Take every line in the entries that includes the word "String" and copy it.

======== TASK INPUTS

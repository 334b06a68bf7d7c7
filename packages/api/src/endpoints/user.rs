//! Login accounts under `/users`.

use serde::{Deserialize, Serialize};

use super::crud::{crud_endpoints, Resource};
use crate::models::UserAccount;

pub struct Users;

#[derive(Clone, Debug, Default, PartialEq, Serialize, Deserialize)]
#[serde(rename_all = "camelCase")]
pub struct UserFilter {
    #[serde(skip_serializing_if = "Option::is_none")]
    pub username: Option<String>,
    #[serde(skip_serializing_if = "Option::is_none")]
    pub real_name: Option<String>,
    #[serde(skip_serializing_if = "Option::is_none")]
    pub status: Option<i32>,
}

impl Resource for Users {
    const BASE: &'static str = "/users";
    type Record = UserAccount;
    type Filter = UserFilter;
}

crud_endpoints!(Users, UserAccount, UserFilter);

================

[WRITTEN ANSWER]
    pub username: Option<String>,
    pub real_name: Option<String>,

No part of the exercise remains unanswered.